WHAT THE TASK ASKS: Output all records verbatim.

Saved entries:
┏━━
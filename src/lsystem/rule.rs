//! Production rules and rule sets
//!
//! A symbol may own several alternative productions. Selection between
//! them and the per-rule firing chance both draw from the caller's
//! [`RandomSource`], so a fixed seed gives a fixed expansion.

use std::collections::BTreeMap;

use serde::{Deserialize, Serialize};

use crate::core::error::Error;
use crate::core::random::RandomSource;
use crate::core::types::Result;

/// A single production: `symbol -> successor`
#[derive(Debug, Clone, PartialEq, Serialize, Deserialize)]
pub struct LSystemRule {
    /// Replacement symbols, in order
    pub successor: String,
    /// Chance that the rule fires at all (0.0 - 1.0)
    #[serde(default = "default_one")]
    pub probability: f32,
    /// Relative weight among alternatives for the same symbol
    #[serde(default = "default_one")]
    pub weight: f32,
}

fn default_one() -> f32 {
    1.0
}

impl LSystemRule {
    /// Rule that always fires
    pub fn new(successor: impl Into<String>) -> Self {
        Self {
            successor: successor.into(),
            probability: 1.0,
            weight: 1.0,
        }
    }

    /// Rule that fires with the given probability
    pub fn with_probability(successor: impl Into<String>, probability: f32) -> Self {
        Self {
            probability,
            ..Self::new(successor)
        }
    }

    /// Set the alternative weight
    pub fn weighted(mut self, weight: f32) -> Self {
        self.weight = weight;
        self
    }

    /// Successor as a lazy symbol sequence
    pub fn symbols(&self) -> std::str::Chars<'_> {
        self.successor.chars()
    }

    /// Whether the rule fires when `remaining_depth` expansions are left.
    ///
    /// The failure chance compounds with the remaining depth,
    /// `(1 - p)^remaining`, so rules close to the root nearly always fire
    /// while rules near the depth cap thin out. Certain rules draw nothing.
    fn fires(&self, remaining_depth: u32, rng: &mut dyn RandomSource) -> bool {
        if self.probability >= 1.0 {
            return true;
        }
        let failure = (1.0 - self.probability.max(0.0)).powi(remaining_depth.max(1) as i32);
        rng.next_f32() >= failure
    }

    fn validate(&self, symbol: char) -> Result<()> {
        if !(0.0..=1.0).contains(&self.probability) {
            return Err(Error::InvalidParams(format!(
                "rule {:?}: probability {} outside [0, 1]",
                symbol, self.probability
            )));
        }
        if !(self.weight.is_finite() && self.weight > 0.0) {
            return Err(Error::InvalidParams(format!(
                "rule {:?}: weight must be positive, got {}",
                symbol, self.weight
            )));
        }
        Ok(())
    }
}

/// Serialized form of the productions for one symbol.
///
/// A bare string is a certain rule, an object is a single rule with
/// probability/weight, and an array lists weighted alternatives.
#[derive(Debug, Clone, PartialEq, Serialize, Deserialize)]
#[serde(untagged)]
pub enum RuleSpec {
    Successor(String),
    Rule(LSystemRule),
    Alternatives(Vec<LSystemRule>),
}

/// Mapping from symbol to its alternative productions
#[derive(Debug, Clone, Default, PartialEq, Serialize, Deserialize)]
#[serde(try_from = "BTreeMap<String, RuleSpec>", into = "BTreeMap<String, RuleSpec>")]
pub struct RuleSet {
    rules: BTreeMap<char, Vec<LSystemRule>>,
}

impl RuleSet {
    pub fn new() -> Self {
        Self::default()
    }

    /// Add a production for `symbol`. Repeated calls add alternatives.
    pub fn insert(&mut self, symbol: char, rule: LSystemRule) -> &mut Self {
        self.rules.entry(symbol).or_default().push(rule);
        self
    }

    /// Builder-style [`insert`](Self::insert)
    pub fn with(mut self, symbol: char, rule: LSystemRule) -> Self {
        self.insert(symbol, rule);
        self
    }

    /// Alternatives registered for `symbol`
    pub fn get(&self, symbol: char) -> Option<&[LSystemRule]> {
        self.rules.get(&symbol).map(Vec::as_slice)
    }

    /// Whether `symbol` is rewritable
    pub fn contains(&self, symbol: char) -> bool {
        self.rules.contains_key(&symbol)
    }

    pub fn len(&self) -> usize {
        self.rules.len()
    }

    pub fn is_empty(&self) -> bool {
        self.rules.is_empty()
    }

    /// Iterate over symbols and their alternatives in symbol order
    pub fn iter(&self) -> impl Iterator<Item = (char, &[LSystemRule])> {
        self.rules.iter().map(|(c, r)| (*c, r.as_slice()))
    }

    /// Pick the production for `symbol`, or `None` if it stays terminal.
    ///
    /// A lone certain rule consumes no random values; otherwise one draw
    /// chooses among alternatives and one decides whether the chosen rule
    /// fires.
    pub fn select(
        &self,
        symbol: char,
        remaining_depth: u32,
        rng: &mut dyn RandomSource,
    ) -> Option<&LSystemRule> {
        let alternatives = self.rules.get(&symbol)?;
        let rule = match alternatives.as_slice() {
            [] => return None,
            [only] => only,
            many => {
                let total: f32 = many.iter().map(|r| r.weight).sum();
                let mut pick = rng.range(0.0, total);
                let mut chosen = &many[many.len() - 1];
                for rule in many {
                    if pick < rule.weight {
                        chosen = rule;
                        break;
                    }
                    pick -= rule.weight;
                }
                chosen
            }
        };
        rule.fires(remaining_depth, rng).then_some(rule)
    }

    /// Check probabilities and weights of every rule
    pub fn validate(&self) -> Result<()> {
        for (symbol, alternatives) in &self.rules {
            for rule in alternatives {
                rule.validate(*symbol)?;
            }
        }
        Ok(())
    }
}

impl TryFrom<BTreeMap<String, RuleSpec>> for RuleSet {
    type Error = Error;

    fn try_from(specs: BTreeMap<String, RuleSpec>) -> Result<Self> {
        let mut set = Self::new();
        for (key, spec) in specs {
            let mut chars = key.chars();
            let symbol = match (chars.next(), chars.next()) {
                (Some(c), None) => c,
                _ => {
                    return Err(Error::InvalidParams(format!(
                        "rule key {:?} must be exactly one symbol",
                        key
                    )));
                }
            };
            let alternatives = match spec {
                RuleSpec::Successor(successor) => vec![LSystemRule::new(successor)],
                RuleSpec::Rule(rule) => vec![rule],
                RuleSpec::Alternatives(rules) => rules,
            };
            for rule in alternatives {
                set.insert(symbol, rule);
            }
        }
        set.validate()?;
        Ok(set)
    }
}

impl From<RuleSet> for BTreeMap<String, RuleSpec> {
    fn from(set: RuleSet) -> Self {
        set.rules
            .into_iter()
            .map(|(symbol, mut alternatives)| {
                let spec = if alternatives.len() == 1 {
                    let rule = alternatives.remove(0);
                    if rule.probability == 1.0 && rule.weight == 1.0 {
                        RuleSpec::Successor(rule.successor)
                    } else {
                        RuleSpec::Rule(rule)
                    }
                } else {
                    RuleSpec::Alternatives(alternatives)
                };
                (symbol.to_string(), spec)
            })
            .collect()
    }
}

impl FromIterator<(char, LSystemRule)> for RuleSet {
    fn from_iter<T: IntoIterator<Item = (char, LSystemRule)>>(iter: T) -> Self {
        let mut set = Self::new();
        for (symbol, rule) in iter {
            set.insert(symbol, rule);
        }
        set
    }
}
┗━━
REPLY TO THE EXERCISE:
filename src/lsystem/rule.rs
//! Production rules and rule sets
//!
//! A symbol may own several alternative productions. Selection between
//! them and the per-rule firing chance both draw from the caller's
//! [`RandomSource`], so a fixed seed gives a fixed expansion.

use std::collections::BTreeMap;

use serde::{Deserialize, Serialize};

use crate::core::error::Error;
use crate::core::random::RandomSource;
use crate::core::types::Result;

/// A single production: `symbol -> successor`
#[derive(Debug, Clone, PartialEq, Serialize, Deserialize)]
pub struct LSystemRule {
    /// Replacement symbols, in order
    pub successor: String,
    /// Chance that the rule fires at all (0.0 - 1.0)
    #[serde(default = "default_one")]
    pub probability: f32,
    /// Relative weight among alternatives for the same symbol
    #[serde(default = "default_one")]
    pub weight: f32,
}

fn default_one() -> f32 {
    1.0
}

impl LSystemRule {
    /// Rule that always fires
    pub fn new(successor: impl Into<String>) -> Self {
        Self {
            successor: successor.into(),
            probability: 1.0,
            weight: 1.0,
        }
    }

    /// Rule that fires with the given probability
    pub fn with_probability(successor: impl Into<String>, probability: f32) -> Self {
        Self {
            probability,
            ..Self::new(successor)
        }
    }

    /// Set the alternative weight
    pub fn weighted(mut self, weight: f32) -> Self {
        self.weight = weight;
        self
    }

    /// Successor as a lazy symbol sequence
    pub fn symbols(&self) -> std::str::Chars<'_> {
        self.successor.chars()
    }

    /// Whether the rule fires when `remaining_depth` expansions are left.
    ///
    /// The failure chance compounds with the remaining depth,
    /// `(1 - p)^remaining`, so rules close to the root nearly always fire
    /// while rules near the depth cap thin out. Certain rules draw nothing.
    fn fires(&self, remaining_depth: u32, rng: &mut dyn RandomSource) -> bool {
        if self.probability >= 1.0 {
            return true;
        }
        let failure = (1.0 - self.probability.max(0.0)).powi(remaining_depth.max(1) as i32);
        rng.next_f32() >= failure
    }

    fn validate(&self, symbol: char) -> Result<()> {
        if !(0.0..=1.0).contains(&self.probability) {
            return Err(Error::InvalidParams(format!(
                "rule {:?}: probability {} outside [0, 1]",
                symbol, self.probability
            )));
        }
        if !(self.weight.is_finite() && self.weight > 0.0) {
            return Err(Error::InvalidParams(format!(
                "rule {:?}: weight must be positive, got {}",
                symbol, self.weight
            )));
        }
        Ok(())
    }
}

/// Serialized form of the productions for one symbol.
///
/// A bare string is a certain rule, an object is a single rule with
/// probability/weight, and an array lists weighted alternatives.
#[derive(Debug, Clone, PartialEq, Serialize, Deserialize)]
#[serde(untagged)]
pub enum RuleSpec {
    Successor(String),
    Rule(LSystemRule),
    Alternatives(Vec<LSystemRule>),
}

/// Mapping from symbol to its alternative productions
#[derive(Debug, Clone, Default, PartialEq, Serialize, Deserialize)]
#[serde(try_from = "BTreeMap<String, RuleSpec>", into = "BTreeMap<String, RuleSpec>")]
pub struct RuleSet {
    rules: BTreeMap<char, Vec<LSystemRule>>,
}

impl RuleSet {
    pub fn new() -> Self {
        Self::default()
    }

    /// Add a production for `symbol`. Repeated calls add alternatives.
    pub fn insert(&mut self, symbol: char, rule: LSystemRule) -> &mut Self {
        self.rules.entry(symbol).or_default().push(rule);
        self
    }

    /// Builder-style [`insert`](Self::insert)
    pub fn with(mut self, symbol: char, rule: LSystemRule) -> Self {
        self.insert(symbol, rule);
        self
    }

    /// Alternatives registered for `symbol`
    pub fn get(&self, symbol: char) -> Option<&[LSystemRule]> {
        self.rules.get(&symbol).map(Vec::as_slice)
    }

    /// Whether `symbol` is rewritable
    pub fn contains(&self, symbol: char) -> bool {
        self.rules.contains_key(&symbol)
    }

    pub fn len(&self) -> usize {
        self.rules.len()
    }

    pub fn is_empty(&self) -> bool {
        self.rules.is_empty()
    }

    /// Iterate over symbols and their alternatives in symbol order
    pub fn iter(&self) -> impl Iterator<Item = (char, &[LSystemRule])> {
        self.rules.iter().map(|(c, r)| (*c, r.as_slice()))
    }

    /// Pick the production for `symbol`, or `None` if it stays terminal.
    ///
    /// A lone certain rule consumes no random values; otherwise one draw
    /// chooses among alternatives and one decides whether the chosen rule
    /// fires.
    pub fn select(
        &self,
        symbol: char,
        remaining_depth: u32,
        rng: &mut dyn RandomSource,
    ) -> Option<&LSystemRule> {
        let alternatives = self.rules.get(&symbol)?;
        let rule = match alternatives.as_slice() {
            [] => return None,
            [only] => only,
            many => {
                let total: f32 = many.iter().map(|r| r.weight).sum();
                let mut pick = rng.range(0.0, total);
                let mut chosen = &many[many.len() - 1];
                for rule in many {
                    if pick < rule.weight {
                        chosen = rule;
                        break;
                    }
                    pick -= rule.weight;
                }
                chosen
            }
        };
        rule.fires(remaining_depth, rng).then_some(rule)
    }

    /// Check probabilities and weights of every rule
    pub fn validate(&self) -> Result<()> {
        for (symbol, alternatives) in &self.rules {
            for rule in alternatives {
                rule.validate(*symbol)?;
            }
        }
        Ok(())
    }
}

impl TryFrom<BTreeMap<String, RuleSpec>> for RuleSet {
    type Error = Error;

    fn try_from(specs: BTreeMap<String, RuleSpec>) -> Result<Self> {
        let mut set = Self::new();
        for (key, spec) in specs {
            let mut chars = key.chars();
            let symbol = match (chars.next(), chars.next()) {
                (Some(c), None) => c,
                _ => {
                    return Err(Error::InvalidParams(format!(
                        "rule key {:?} must be exactly one symbol",
                        key
                    )));
                }
            };
            let alternatives = match spec {
                RuleSpec::Successor(successor) => vec![LSystemRule::new(successor)],
                RuleSpec::Rule(rule) => vec![rule],
                RuleSpec::Alternatives(rules) => rules,
            };
            for rule in alternatives {
                set.insert(symbol, rule);
            }
        }
        set.validate()?;
        Ok(set)
    }
}

impl From<RuleSet> for BTreeMap<String, RuleSpec> {
    fn from(set: RuleSet) -> Self {
        set.rules
            .into_iter()
            .map(|(symbol, mut alternatives)| {
                let spec = if alternatives.len() == 1 {
                    let rule = alternatives.remove(0);
                    if rule.probability == 1.0 && rule.weight == 1.0 {
                        RuleSpec::Successor(rule.successor)
                    } else {
                        RuleSpec::Rule(rule)
                    }
                } else {
                    RuleSpec::Alternatives(alternatives)
                };
                (symbol.to_string(), spec)
            })
            .collect()
    }
}

impl FromIterator<(char, LSystemRule)> for RuleSet {
    fn from_iter<T: IntoIterator<Item = (char, LSystemRule)>>(iter: T) -> Self {
        let mut set = Self::new();
        for (symbol, rule) in iter {
            set.insert(symbol, rule);
        }
        set
    }
}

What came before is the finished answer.